What should a Health Care Provider or Department do if a letter is received from Medicare, Medicaid, Centers for Medicare and Medicaid Services, or any other government entity, requesting copies of medical records for a review or audit?

It is important to promptly and accurately act upon correspondence from governmental entities.  If a Health Care Provider or Department employee receives this type of correspondence, it should be presented promptly to the Department Manager for reporting and forwarding to the Office of Health Care Compliance.

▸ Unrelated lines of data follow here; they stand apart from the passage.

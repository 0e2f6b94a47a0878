//! dsoguard gateway binary.
//!
//! - `POST /v1/load`, `POST /v1/save`: regulated requests
//! - Config path from `DSOGUARD_CONFIG` (default `dsoguard.yaml`)
//! - Graceful shutdown on Ctrl+C / SIGTERM; `/readyz` reports draining

use std::net::SocketAddr;
use std::process::ExitCode;
use std::time::Duration;

use tracing_subscriber::{layer::SubscriberExt, util::SubscriberInitExt, EnvFilter};

use dsoguard_gateway::{app_state::AppState, config, router};

const PURGE_EVERY: Duration = Duration::from_secs(60);

#[tokio::main]
async fn main() -> ExitCode {
    tracing_subscriber::registry()
        .with(EnvFilter::try_from_default_env().unwrap_or_else(|_| "info".into()))
        .with(tracing_subscriber::fmt::layer())
        .init();

    match run().await {
        Ok(()) => ExitCode::SUCCESS,
        Err(e) => {
            tracing::error!(error = %e, "dsoguard-gateway failed");
            ExitCode::FAILURE
        }
    }
}

async fn run() -> Result<(), Box<dyn std::error::Error>> {
    let path = config::config_path();
    let cfg = config::load_from_file(&path)?;
    let listen: SocketAddr = cfg.gateway.listen.parse()?;

    let state = AppState::new(cfg)?;

    let sweeper = state.clone();
    tokio::spawn(async move {
        let mut tick = tokio::time::interval(PURGE_EVERY);
        loop {
            tick.tick().await;
            let purged = sweeper.sessions().purge_expired();
            if purged > 0 {
                tracing::debug!(purged, "expired sessions removed");
            }
        }
    });

    let app = router::build_router(state.clone());

    tracing::info!(%listen, config = %path, "dsoguard-gateway starting");
    let listener = tokio::net::TcpListener::bind(listen).await?;

    axum::serve(listener, app)
        .with_graceful_shutdown(async move {
            shutdown_signal().await;
            state.metrics().set_draining();
        })
        .await?;
    Ok(())
}

async fn shutdown_signal() {
    let ctrl_c = async {
        if let Err(e) = tokio::signal::ctrl_c().await {
            tracing::warn!(error = %e, "ctrl-c handler unavailable");
            std::future::pending::<()>().await;
        }
    };

    #[cfg(unix)]
    let terminate = async {
        match tokio::signal::unix::signal(tokio::signal::unix::SignalKind::terminate()) {
            Ok(mut sig) => {
                sig.recv().await;
            }
            Err(e) => {
                tracing::warn!(error = %e, "SIGTERM handler unavailable");
                std::future::pending::<()>().await;
            }
        }
    };

    #[cfg(not(unix))]
    let terminate = std::future::pending::<()>();

    tokio::select! {
        _ = ctrl_c => {},
        _ = terminate => {},
    }
    tracing::info!("signal received, starting graceful shutdown");
}
//! dsoguard gateway library entry.
//!
//! Wires config, the in-process metadata catalog, session lookup, the
//! enforcement engine and the executor seam into an HTTP service. Used by the
//! binary (`main.rs`) and by integration tests.

pub mod app_state;
pub mod catalog;
pub mod config;
pub mod context;
pub mod executor;
pub mod obs;
pub mod ops;
pub mod router;
pub mod transport;
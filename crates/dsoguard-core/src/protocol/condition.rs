use serde::{Deserialize, Serialize};
use serde_json::{Map, Value};

use crate::model::ConditionType;

/// A query condition as sent by clients or injected by the server.
#[derive(Debug, Clone, Default, PartialEq, Serialize, Deserialize)]
pub struct ConditionSpec {
    #[serde(default, skip_serializing_if = "String::is_empty")]
    pub name: String,
    #[serde(default, rename = "type")]
    pub condition_type: String,
    #[serde(default)]
    pub field: String,
    #[serde(default)]
    pub value: Value,
    #[serde(flatten)]
    pub extra: Map<String, Value>,
}

impl ConditionSpec {
    pub fn new(
        name: impl Into<String>,
        condition_type: ConditionType,
        field: impl Into<String>,
        value: impl Into<Value>,
    ) -> Self {
        Self {
            name: name.into(),
            condition_type: condition_type.as_str().to_string(),
            field: field.into(),
            value: value.into(),
            extra: Map::new(),
        }
    }
}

The contact information is Telephone (954) 262-4241 and Fax (954) 262-4043.

The Office of Health Care Compliance in conjunction with our General Counsel, if deemed necessary, will provide coordination of the response and may perform an internal review, including but not limited to:

  • review of billing processes and documentation;
  • drafting of cover letters and other appropriate correspondence;
  • facilitation of timeline extensions, as needed; and communication with the payor for any clarification needed.

An individual from a Medicare contractor review vendor (e.g., the CERT or RAC) walks into your office and states that they would like to speak to one of our health care providers about his/her documentation. What should you do?

Please immediately call the Office of Health Care Compliance at (954) 262-4241, or our General Counsel at (954) 390-0100 so that someone from either office can talk to the representative to ascertain the purpose of the visit.

When is a patient considered "new" for professional billing purposes?

A new patient is one who has not received any professional services, such as an Evaluation and Management (E/M) service or other face-to-face service (e.g., surgical procedure) from the same physician or physician group practice (same physician specialty and subspecialty) within the previous (3) three years.

For example, if a professional component of a previous procedure is billed in a 3-year time period, (e.g., lab interpretation) and no E/M service or other face-to-face service with the patient is performed, then this patient remains a new patient for the initial visit. An interpretation of a diagnostic test, reading an x-ray or electrocardiogram (EKG) etc., in the absence of an E/M service or other face-to-face service with the patient does not affect the designation of a new patient.

If a patient was seen by a physician in a clinic and sometime during the 3-year period was seen again by that same physician at the same clinic, at another clinic, or in this physician's private practice, this is still an established patient situation. If this patient sees another physician of the same specialty and subspecialty at a location where the first physician also practices, this is also an established patient situation.